(Collected data entries)
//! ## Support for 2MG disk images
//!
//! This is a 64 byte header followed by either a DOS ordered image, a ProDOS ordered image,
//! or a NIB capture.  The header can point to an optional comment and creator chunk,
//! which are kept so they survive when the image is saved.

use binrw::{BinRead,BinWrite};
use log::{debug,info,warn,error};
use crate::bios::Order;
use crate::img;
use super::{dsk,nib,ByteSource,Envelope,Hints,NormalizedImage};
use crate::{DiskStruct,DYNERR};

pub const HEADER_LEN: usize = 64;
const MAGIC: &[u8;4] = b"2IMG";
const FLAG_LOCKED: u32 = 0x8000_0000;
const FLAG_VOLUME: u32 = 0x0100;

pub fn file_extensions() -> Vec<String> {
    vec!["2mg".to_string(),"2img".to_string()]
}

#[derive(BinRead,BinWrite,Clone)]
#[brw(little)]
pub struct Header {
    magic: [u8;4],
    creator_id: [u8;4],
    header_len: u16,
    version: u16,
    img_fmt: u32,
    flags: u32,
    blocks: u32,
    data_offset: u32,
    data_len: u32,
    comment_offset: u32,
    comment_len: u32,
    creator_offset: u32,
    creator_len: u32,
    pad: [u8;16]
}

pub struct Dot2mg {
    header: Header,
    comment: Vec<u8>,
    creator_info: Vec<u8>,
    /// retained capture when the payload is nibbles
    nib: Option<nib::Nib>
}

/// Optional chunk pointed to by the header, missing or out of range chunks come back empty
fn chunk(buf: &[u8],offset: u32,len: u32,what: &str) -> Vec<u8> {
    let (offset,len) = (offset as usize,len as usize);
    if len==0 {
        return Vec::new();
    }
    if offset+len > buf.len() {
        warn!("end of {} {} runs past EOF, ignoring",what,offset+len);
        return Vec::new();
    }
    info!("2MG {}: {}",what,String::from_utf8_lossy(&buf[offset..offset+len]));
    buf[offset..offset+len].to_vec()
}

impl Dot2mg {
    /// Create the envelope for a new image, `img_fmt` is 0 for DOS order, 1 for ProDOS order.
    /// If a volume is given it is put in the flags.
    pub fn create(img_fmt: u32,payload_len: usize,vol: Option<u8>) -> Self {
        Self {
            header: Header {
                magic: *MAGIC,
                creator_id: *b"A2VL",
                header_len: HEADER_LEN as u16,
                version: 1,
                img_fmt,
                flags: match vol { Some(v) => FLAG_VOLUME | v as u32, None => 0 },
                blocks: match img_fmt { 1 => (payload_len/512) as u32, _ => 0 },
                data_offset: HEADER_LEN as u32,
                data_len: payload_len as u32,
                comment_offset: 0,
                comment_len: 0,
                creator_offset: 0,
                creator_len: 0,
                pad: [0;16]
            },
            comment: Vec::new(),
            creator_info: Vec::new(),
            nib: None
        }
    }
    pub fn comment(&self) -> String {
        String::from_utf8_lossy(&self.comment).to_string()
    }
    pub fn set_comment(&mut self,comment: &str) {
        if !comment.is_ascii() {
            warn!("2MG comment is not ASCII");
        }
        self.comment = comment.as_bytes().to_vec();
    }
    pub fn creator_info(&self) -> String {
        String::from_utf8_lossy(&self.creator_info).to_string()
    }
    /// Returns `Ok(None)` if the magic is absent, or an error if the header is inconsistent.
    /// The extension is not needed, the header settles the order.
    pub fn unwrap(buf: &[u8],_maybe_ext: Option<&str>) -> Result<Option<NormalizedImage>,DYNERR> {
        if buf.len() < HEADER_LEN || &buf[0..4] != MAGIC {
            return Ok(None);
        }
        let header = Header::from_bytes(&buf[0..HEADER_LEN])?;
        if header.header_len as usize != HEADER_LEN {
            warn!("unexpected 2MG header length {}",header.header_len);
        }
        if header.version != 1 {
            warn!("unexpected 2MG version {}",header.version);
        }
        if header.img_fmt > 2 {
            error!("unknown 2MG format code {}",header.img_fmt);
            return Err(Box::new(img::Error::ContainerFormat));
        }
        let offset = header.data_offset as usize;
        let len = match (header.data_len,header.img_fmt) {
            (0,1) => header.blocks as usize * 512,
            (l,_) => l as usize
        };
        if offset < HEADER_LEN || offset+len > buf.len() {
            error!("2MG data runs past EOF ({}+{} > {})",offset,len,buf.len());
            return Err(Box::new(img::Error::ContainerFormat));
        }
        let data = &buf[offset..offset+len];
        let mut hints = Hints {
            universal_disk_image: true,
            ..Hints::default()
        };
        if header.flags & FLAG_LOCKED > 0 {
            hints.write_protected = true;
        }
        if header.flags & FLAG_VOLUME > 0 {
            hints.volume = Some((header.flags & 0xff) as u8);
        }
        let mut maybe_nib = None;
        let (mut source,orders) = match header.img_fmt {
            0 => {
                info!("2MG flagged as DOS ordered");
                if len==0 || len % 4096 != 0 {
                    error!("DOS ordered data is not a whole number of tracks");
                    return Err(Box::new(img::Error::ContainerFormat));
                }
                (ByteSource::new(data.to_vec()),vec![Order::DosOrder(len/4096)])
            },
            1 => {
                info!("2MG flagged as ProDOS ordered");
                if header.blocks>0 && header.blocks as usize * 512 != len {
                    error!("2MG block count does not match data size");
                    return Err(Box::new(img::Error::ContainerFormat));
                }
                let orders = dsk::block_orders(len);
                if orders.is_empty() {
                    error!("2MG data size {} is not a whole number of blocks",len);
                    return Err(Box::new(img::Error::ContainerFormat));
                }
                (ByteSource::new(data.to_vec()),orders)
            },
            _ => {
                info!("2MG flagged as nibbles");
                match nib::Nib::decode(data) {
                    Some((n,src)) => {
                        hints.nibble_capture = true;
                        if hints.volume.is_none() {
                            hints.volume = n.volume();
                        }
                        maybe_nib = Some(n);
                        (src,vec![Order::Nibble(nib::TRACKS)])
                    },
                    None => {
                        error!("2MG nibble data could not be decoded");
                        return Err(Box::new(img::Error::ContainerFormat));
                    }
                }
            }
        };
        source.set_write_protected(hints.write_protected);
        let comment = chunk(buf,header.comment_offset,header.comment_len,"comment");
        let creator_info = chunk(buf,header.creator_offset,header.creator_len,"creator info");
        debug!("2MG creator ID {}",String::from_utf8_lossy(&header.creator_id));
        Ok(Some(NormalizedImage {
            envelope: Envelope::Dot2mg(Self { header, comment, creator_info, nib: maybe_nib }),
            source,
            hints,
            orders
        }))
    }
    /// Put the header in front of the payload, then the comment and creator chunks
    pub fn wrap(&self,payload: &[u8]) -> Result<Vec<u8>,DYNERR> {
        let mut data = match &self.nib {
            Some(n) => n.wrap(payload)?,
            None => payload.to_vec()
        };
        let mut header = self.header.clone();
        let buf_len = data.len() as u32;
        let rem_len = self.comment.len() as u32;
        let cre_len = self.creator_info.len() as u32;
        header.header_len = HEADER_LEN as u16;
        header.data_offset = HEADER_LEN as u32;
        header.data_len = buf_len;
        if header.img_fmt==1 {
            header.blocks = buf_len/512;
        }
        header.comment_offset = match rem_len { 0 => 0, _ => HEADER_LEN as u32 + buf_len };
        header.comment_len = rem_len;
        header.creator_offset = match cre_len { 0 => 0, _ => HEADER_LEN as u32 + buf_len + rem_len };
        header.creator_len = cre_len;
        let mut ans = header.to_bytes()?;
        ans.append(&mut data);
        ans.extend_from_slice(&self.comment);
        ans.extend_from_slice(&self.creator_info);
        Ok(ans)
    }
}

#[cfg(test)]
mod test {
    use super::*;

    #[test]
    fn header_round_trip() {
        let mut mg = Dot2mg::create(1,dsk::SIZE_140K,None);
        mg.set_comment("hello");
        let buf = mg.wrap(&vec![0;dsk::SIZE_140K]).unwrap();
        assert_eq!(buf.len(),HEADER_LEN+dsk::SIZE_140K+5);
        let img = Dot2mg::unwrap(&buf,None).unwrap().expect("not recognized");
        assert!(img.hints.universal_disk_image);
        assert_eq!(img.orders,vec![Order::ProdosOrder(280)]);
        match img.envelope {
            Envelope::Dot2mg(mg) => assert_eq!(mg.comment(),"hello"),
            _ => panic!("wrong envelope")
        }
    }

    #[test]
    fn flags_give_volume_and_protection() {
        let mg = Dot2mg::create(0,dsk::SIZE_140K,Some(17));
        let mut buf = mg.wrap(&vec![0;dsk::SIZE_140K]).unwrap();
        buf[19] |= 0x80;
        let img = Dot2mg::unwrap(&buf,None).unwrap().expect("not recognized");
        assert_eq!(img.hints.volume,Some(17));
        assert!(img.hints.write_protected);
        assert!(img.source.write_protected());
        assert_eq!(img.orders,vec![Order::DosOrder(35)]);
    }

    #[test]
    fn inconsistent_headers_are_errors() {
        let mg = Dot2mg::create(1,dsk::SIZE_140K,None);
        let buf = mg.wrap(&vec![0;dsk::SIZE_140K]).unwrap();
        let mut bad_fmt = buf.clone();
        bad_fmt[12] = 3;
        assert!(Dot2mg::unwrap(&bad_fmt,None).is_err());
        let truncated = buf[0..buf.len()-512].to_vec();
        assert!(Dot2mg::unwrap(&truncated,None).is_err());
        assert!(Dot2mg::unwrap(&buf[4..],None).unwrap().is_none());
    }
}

-- Instructions for the task --
If a line in the records above holds the string "nibbles", copy it out.

-- Task response --
    /// retained capture when the payload is nibbles
                info!("2MG flagged as nibbles");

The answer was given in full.